WHAT THE EXERCISE ASKS =>
Each line from the first down to the one containing "use pitlane_core::stop::StopToken;" should be returned exactly as it appears below.

[THE DATA — start]

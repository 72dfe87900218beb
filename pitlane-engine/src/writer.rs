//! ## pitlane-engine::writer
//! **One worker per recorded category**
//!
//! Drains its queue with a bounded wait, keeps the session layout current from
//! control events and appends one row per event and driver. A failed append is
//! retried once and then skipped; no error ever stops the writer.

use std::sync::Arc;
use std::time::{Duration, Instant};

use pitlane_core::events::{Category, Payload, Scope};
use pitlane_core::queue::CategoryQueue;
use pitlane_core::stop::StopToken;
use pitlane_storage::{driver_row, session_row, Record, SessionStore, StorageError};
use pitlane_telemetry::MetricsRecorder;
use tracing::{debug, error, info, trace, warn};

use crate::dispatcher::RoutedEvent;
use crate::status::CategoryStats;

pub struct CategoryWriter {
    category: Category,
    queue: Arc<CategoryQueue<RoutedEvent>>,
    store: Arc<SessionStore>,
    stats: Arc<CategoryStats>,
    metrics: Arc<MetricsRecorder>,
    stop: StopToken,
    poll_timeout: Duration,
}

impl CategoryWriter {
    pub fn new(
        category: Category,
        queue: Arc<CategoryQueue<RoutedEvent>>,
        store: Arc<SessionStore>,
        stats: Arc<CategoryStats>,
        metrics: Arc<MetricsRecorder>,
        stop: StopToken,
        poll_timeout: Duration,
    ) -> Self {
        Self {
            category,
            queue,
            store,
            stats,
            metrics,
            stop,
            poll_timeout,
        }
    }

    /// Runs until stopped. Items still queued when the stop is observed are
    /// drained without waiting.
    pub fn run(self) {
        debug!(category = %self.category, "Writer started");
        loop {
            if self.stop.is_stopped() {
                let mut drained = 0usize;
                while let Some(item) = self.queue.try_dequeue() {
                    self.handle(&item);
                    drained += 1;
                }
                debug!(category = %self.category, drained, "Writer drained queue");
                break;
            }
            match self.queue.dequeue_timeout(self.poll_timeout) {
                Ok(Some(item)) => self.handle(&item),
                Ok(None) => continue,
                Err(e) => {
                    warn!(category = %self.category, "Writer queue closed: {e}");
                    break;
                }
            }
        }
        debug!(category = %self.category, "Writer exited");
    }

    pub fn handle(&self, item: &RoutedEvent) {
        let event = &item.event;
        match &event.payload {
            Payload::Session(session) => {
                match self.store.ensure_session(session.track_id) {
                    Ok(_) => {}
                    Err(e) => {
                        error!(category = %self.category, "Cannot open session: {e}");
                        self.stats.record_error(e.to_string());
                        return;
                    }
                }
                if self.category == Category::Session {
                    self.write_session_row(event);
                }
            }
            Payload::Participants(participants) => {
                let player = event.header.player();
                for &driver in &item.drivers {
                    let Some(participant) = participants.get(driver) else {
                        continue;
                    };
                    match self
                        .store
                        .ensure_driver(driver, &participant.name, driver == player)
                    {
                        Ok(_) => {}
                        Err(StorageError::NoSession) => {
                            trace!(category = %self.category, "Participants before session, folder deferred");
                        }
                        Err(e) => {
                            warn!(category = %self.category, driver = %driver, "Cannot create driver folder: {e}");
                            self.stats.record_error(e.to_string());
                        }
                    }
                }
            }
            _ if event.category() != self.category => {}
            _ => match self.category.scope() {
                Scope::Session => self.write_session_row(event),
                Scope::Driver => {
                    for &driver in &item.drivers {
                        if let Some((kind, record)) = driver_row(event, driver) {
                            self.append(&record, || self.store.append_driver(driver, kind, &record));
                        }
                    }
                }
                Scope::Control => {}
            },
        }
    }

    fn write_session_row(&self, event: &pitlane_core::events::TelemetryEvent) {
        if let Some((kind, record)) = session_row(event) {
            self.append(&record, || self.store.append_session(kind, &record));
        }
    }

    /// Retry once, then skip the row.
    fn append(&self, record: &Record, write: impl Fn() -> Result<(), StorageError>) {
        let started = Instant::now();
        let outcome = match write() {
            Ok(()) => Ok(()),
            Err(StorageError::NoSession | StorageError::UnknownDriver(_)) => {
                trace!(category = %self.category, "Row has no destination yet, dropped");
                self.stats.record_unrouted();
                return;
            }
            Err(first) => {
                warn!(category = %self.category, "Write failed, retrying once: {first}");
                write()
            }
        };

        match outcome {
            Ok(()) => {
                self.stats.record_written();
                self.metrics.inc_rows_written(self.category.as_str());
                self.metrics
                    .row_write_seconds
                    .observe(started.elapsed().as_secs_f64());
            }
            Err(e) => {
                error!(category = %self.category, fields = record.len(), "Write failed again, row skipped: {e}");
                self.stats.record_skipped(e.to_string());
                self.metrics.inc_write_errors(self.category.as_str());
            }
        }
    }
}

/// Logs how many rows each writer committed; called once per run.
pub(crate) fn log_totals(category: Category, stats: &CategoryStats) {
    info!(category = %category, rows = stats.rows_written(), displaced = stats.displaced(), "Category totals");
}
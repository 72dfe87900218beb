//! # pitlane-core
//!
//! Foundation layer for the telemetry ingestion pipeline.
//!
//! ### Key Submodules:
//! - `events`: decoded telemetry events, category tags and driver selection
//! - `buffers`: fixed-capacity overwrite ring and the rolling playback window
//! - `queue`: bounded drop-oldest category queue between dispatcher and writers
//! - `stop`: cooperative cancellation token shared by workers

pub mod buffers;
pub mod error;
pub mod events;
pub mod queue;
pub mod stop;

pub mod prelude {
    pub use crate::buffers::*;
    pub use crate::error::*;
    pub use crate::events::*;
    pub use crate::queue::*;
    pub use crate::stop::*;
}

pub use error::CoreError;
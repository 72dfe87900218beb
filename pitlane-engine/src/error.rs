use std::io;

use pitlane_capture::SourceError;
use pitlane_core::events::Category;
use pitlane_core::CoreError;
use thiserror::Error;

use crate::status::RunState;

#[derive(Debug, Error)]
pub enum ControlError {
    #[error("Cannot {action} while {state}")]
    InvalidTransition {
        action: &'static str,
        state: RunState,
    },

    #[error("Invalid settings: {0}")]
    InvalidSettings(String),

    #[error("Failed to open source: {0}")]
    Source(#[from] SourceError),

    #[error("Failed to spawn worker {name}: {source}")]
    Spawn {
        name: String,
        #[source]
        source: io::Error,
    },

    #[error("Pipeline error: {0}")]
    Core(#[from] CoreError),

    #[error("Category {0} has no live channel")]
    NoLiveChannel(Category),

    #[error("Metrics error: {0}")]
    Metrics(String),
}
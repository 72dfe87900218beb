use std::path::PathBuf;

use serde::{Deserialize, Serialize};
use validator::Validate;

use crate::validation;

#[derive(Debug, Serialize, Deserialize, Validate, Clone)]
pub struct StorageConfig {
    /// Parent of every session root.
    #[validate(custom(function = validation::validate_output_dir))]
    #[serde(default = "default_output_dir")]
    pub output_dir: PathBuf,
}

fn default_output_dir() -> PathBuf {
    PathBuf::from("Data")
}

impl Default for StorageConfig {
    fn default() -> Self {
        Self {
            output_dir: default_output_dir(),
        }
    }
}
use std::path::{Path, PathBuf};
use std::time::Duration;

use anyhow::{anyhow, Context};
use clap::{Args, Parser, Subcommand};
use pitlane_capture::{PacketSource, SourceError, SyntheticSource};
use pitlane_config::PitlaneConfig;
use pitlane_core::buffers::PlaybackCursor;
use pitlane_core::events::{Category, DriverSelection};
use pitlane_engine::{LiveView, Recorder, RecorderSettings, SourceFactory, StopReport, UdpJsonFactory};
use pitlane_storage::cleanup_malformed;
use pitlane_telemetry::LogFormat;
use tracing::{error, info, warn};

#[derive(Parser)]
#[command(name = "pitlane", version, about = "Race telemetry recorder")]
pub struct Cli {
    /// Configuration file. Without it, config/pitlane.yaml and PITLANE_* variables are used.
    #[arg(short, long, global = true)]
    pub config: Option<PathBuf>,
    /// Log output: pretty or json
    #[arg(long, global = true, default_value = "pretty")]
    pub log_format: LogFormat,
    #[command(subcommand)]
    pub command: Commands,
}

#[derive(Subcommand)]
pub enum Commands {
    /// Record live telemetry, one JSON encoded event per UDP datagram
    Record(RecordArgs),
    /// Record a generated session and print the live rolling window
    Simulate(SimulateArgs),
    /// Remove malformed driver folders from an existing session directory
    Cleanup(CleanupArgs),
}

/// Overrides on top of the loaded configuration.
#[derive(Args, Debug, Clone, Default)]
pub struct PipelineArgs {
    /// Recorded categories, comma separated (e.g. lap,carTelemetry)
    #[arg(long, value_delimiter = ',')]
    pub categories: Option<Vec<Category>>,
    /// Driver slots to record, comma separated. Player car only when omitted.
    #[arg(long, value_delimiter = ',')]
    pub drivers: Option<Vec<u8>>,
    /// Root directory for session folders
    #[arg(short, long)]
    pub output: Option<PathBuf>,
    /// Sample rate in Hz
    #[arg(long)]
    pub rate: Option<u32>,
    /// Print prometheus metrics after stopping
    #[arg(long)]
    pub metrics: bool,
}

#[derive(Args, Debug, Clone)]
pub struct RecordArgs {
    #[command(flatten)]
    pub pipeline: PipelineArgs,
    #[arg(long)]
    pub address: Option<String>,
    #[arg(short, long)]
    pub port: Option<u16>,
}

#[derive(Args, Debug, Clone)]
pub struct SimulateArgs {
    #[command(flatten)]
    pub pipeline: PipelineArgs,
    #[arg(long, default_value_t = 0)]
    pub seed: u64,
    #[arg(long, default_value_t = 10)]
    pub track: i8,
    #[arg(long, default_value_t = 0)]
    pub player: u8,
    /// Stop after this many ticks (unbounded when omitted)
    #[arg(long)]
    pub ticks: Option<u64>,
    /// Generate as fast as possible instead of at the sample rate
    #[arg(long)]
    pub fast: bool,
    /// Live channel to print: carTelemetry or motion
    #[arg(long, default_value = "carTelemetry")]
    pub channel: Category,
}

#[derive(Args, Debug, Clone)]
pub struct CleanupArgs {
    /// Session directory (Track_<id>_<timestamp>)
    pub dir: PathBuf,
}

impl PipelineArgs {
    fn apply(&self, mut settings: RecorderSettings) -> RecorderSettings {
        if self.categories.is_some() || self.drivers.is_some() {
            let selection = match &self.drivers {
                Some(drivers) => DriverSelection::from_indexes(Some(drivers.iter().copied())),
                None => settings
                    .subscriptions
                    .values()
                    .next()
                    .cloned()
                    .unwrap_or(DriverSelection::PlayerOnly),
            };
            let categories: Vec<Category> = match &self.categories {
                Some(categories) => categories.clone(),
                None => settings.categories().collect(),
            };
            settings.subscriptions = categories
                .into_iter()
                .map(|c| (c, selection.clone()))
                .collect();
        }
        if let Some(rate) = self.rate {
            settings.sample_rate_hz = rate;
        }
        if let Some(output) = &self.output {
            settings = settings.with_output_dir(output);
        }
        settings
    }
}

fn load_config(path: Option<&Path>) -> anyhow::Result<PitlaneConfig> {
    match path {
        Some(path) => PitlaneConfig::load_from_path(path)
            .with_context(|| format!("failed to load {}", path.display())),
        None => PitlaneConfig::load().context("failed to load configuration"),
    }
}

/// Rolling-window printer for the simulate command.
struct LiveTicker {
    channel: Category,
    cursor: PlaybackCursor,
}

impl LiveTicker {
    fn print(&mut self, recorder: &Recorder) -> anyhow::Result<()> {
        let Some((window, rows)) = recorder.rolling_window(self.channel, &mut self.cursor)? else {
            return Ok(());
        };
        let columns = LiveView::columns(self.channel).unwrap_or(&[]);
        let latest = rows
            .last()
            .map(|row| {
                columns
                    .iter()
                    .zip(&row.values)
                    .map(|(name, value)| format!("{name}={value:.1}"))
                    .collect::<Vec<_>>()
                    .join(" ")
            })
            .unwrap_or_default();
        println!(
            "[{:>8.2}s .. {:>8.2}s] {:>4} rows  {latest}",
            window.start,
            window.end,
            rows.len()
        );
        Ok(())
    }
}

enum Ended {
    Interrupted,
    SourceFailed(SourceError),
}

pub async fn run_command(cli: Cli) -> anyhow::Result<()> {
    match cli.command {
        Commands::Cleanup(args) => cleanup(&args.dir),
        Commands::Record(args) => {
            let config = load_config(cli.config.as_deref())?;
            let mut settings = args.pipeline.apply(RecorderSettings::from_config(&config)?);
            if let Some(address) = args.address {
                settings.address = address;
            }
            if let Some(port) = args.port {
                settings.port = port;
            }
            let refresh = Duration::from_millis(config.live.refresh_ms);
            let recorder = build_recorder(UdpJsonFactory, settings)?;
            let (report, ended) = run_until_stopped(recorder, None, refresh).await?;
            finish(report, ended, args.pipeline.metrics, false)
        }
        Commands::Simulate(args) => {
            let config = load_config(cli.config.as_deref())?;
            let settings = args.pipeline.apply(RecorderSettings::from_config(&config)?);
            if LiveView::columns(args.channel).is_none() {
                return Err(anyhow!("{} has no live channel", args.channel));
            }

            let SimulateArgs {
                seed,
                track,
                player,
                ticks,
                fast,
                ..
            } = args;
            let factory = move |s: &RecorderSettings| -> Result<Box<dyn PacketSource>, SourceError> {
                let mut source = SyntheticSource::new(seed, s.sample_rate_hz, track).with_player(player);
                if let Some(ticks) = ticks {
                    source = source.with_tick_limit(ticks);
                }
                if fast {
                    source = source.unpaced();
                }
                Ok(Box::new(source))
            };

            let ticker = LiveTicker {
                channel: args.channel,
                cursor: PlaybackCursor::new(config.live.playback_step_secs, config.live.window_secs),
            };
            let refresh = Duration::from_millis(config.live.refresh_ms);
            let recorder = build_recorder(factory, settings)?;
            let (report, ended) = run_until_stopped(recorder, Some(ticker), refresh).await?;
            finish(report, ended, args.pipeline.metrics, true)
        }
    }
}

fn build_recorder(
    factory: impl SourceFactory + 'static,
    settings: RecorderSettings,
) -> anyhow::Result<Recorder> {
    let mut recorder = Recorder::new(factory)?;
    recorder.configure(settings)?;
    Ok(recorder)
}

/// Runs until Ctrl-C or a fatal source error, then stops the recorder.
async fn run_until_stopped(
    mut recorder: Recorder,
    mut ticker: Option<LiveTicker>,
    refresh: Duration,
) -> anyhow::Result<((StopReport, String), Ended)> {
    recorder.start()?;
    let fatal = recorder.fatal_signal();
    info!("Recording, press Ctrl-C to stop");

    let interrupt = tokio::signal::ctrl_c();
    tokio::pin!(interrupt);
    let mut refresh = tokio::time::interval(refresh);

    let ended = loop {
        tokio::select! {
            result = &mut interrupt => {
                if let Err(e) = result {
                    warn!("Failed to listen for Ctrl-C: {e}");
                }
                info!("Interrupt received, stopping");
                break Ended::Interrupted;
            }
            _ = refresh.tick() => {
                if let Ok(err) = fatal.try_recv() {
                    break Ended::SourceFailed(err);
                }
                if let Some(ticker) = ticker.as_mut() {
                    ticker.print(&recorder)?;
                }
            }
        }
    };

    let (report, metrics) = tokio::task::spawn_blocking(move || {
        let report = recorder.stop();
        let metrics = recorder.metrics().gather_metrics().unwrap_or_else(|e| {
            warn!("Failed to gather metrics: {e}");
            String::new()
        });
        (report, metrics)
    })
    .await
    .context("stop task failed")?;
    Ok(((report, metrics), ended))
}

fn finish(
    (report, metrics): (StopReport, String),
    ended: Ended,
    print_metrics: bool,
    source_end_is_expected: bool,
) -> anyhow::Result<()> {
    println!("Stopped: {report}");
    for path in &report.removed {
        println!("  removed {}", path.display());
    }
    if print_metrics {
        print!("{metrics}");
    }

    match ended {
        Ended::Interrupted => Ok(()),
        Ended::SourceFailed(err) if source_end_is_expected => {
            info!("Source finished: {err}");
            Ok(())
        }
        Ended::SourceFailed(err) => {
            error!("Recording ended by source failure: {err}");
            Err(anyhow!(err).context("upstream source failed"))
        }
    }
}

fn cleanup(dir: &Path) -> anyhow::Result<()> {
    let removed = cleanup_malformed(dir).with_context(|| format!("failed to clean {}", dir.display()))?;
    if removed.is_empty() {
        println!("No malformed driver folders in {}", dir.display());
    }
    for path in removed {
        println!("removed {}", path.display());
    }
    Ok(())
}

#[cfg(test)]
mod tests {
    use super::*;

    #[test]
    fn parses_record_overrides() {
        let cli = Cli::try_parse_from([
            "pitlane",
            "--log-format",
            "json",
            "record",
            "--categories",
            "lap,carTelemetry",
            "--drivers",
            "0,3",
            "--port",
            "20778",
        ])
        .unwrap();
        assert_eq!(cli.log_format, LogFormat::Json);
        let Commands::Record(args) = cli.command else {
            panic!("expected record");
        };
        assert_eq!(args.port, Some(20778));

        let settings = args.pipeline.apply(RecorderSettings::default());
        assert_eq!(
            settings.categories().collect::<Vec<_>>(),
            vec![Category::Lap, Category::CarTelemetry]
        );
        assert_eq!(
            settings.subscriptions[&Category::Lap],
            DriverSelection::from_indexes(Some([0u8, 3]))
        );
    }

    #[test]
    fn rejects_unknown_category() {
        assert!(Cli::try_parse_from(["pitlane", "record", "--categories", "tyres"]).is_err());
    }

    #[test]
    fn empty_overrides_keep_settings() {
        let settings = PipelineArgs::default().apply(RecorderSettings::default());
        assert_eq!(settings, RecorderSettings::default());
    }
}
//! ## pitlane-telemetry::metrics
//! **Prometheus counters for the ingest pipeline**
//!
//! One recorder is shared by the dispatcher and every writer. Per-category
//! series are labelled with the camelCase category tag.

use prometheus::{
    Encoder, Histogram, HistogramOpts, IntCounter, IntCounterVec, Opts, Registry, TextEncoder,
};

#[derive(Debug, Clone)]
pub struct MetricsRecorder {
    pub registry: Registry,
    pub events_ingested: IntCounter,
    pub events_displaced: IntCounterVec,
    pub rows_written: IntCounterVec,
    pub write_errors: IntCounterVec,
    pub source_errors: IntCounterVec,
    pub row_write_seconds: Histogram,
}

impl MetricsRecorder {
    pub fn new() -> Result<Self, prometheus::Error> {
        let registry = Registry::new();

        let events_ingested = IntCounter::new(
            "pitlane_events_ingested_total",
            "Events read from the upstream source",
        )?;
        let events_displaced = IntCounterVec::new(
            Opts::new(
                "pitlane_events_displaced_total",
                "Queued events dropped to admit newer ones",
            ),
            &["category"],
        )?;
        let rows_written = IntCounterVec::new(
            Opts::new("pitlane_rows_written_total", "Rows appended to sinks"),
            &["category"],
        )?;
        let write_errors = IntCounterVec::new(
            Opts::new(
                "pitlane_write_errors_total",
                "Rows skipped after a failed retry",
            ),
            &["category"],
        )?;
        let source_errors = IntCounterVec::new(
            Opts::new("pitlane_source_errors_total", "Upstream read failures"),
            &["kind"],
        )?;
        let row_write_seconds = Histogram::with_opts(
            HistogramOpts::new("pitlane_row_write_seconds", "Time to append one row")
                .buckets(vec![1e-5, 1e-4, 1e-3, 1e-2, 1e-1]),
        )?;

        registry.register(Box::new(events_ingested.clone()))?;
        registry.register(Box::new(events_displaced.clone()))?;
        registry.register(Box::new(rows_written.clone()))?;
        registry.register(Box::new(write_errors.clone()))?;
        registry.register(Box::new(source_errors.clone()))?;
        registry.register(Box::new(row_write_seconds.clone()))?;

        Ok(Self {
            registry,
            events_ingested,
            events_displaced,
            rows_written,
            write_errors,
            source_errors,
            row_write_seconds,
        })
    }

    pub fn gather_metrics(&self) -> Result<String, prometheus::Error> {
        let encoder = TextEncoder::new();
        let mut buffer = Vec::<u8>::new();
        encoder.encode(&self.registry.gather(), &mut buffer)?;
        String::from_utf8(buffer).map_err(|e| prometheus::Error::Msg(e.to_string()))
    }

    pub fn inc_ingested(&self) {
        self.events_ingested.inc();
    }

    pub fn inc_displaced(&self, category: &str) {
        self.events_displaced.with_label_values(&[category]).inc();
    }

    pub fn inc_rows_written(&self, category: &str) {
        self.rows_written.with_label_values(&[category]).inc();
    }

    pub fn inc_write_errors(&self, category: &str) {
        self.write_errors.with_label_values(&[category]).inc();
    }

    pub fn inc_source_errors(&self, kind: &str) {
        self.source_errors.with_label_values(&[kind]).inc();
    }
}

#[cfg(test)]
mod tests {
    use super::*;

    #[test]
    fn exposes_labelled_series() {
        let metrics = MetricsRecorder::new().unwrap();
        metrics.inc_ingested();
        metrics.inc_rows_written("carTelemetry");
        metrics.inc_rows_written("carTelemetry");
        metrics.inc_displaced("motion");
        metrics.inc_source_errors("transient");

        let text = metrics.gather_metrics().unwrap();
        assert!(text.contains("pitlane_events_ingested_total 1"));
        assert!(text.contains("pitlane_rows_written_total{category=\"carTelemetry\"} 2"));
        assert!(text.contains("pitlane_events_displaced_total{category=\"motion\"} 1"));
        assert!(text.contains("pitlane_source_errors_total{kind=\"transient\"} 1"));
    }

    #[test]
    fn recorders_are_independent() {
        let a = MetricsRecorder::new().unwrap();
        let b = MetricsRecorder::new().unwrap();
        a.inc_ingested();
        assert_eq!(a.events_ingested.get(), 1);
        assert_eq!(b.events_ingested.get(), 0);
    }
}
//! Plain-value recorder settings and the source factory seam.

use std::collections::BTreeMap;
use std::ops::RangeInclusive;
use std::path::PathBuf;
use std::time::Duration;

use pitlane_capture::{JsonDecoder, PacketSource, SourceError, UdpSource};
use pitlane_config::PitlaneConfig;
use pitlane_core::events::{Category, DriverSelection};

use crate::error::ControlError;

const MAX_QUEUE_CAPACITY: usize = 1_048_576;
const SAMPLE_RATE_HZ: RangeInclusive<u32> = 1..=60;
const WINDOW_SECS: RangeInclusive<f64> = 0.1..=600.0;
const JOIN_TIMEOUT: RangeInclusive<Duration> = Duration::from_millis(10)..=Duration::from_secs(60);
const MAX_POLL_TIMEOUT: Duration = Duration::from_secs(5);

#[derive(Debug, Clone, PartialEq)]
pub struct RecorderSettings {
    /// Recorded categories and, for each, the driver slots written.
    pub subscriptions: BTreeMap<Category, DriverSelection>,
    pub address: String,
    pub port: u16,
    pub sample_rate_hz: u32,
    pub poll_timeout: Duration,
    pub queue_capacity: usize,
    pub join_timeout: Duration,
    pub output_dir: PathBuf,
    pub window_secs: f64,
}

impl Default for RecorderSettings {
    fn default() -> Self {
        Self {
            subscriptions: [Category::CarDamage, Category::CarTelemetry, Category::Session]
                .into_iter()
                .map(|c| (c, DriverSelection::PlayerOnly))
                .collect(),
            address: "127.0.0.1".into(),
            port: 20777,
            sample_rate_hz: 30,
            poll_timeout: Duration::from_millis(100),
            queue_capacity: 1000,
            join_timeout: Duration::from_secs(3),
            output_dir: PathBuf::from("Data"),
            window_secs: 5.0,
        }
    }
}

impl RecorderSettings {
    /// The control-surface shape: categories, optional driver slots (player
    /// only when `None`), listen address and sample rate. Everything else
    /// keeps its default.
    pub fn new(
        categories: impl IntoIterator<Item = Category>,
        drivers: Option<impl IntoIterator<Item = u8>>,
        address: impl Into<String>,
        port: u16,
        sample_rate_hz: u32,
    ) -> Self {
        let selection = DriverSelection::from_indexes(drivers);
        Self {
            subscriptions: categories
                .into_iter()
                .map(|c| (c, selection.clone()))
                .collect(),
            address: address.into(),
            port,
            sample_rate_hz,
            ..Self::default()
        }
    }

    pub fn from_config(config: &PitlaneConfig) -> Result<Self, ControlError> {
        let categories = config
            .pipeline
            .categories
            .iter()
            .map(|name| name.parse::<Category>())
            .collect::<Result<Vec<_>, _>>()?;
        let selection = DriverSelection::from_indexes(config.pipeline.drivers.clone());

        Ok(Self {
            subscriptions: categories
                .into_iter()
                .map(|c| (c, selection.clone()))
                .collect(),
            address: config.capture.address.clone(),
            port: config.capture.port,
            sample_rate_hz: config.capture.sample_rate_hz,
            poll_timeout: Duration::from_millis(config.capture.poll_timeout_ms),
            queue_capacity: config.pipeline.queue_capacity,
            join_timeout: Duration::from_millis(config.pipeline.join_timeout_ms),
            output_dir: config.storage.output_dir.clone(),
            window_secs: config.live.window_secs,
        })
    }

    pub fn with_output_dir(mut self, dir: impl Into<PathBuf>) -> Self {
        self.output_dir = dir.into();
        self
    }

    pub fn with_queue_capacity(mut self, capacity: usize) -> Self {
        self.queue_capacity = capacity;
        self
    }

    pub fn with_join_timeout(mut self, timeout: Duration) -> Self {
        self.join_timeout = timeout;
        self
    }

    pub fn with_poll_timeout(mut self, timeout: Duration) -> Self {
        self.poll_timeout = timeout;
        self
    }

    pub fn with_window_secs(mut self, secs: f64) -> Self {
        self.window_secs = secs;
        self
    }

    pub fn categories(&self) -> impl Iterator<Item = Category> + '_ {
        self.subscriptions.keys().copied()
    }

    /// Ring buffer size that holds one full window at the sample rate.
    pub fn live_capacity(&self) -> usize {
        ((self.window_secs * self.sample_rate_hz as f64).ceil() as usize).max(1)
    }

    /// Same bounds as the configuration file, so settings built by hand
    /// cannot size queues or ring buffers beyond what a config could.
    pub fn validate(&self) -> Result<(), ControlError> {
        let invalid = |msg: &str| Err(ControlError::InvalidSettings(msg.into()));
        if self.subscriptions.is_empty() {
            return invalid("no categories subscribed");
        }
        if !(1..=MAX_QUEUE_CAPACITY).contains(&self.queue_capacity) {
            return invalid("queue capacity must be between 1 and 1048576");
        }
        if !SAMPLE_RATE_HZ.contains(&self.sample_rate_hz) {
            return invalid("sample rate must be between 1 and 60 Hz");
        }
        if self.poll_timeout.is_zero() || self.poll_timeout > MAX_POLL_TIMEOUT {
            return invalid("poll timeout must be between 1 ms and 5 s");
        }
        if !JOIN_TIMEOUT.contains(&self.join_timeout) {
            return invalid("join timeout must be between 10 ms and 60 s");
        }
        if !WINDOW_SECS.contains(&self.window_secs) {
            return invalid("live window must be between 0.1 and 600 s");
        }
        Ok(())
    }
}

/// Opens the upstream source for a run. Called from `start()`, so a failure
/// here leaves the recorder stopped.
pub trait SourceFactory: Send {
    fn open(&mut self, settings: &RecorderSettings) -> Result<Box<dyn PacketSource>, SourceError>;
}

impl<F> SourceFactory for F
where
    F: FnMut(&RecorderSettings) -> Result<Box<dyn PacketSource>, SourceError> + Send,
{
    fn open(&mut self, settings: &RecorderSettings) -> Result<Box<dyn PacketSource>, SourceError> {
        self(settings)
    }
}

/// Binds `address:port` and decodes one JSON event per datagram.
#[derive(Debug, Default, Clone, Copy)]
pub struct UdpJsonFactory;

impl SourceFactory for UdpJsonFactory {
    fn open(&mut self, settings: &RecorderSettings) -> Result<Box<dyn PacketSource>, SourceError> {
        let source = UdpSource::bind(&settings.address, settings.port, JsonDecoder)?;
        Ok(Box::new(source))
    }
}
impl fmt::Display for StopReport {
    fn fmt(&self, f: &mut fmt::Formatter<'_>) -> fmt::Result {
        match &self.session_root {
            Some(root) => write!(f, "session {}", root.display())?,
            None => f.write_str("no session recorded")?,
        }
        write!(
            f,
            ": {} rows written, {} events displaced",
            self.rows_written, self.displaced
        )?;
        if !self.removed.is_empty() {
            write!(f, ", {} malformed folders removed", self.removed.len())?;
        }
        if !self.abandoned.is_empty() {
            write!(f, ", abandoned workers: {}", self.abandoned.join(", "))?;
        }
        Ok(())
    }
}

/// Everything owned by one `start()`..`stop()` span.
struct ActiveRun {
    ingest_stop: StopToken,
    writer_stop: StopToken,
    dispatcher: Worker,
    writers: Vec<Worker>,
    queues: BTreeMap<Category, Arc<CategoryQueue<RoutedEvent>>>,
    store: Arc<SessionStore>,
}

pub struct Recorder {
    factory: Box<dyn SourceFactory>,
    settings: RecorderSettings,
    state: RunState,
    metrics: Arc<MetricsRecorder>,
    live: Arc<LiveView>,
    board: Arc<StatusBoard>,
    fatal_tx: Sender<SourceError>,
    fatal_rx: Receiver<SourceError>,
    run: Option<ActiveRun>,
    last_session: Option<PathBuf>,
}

[THE DATA — finish]

SOLUTION BELOW =>
repository 72dfe87900218beb
filename pitlane-engine/src/writer.rs
//! ## pitlane-engine::writer
//! **One worker per recorded category**
//!
//! Drains its queue with a bounded wait, keeps the session layout current from
//! control events and appends one row per event and driver. A failed append is
//! retried once and then skipped; no error ever stops the writer.

use std::sync::Arc;
use std::time::{Duration, Instant};

use pitlane_core::events::{Category, Payload, Scope};
use pitlane_core::queue::CategoryQueue;
use pitlane_core::stop::StopToken;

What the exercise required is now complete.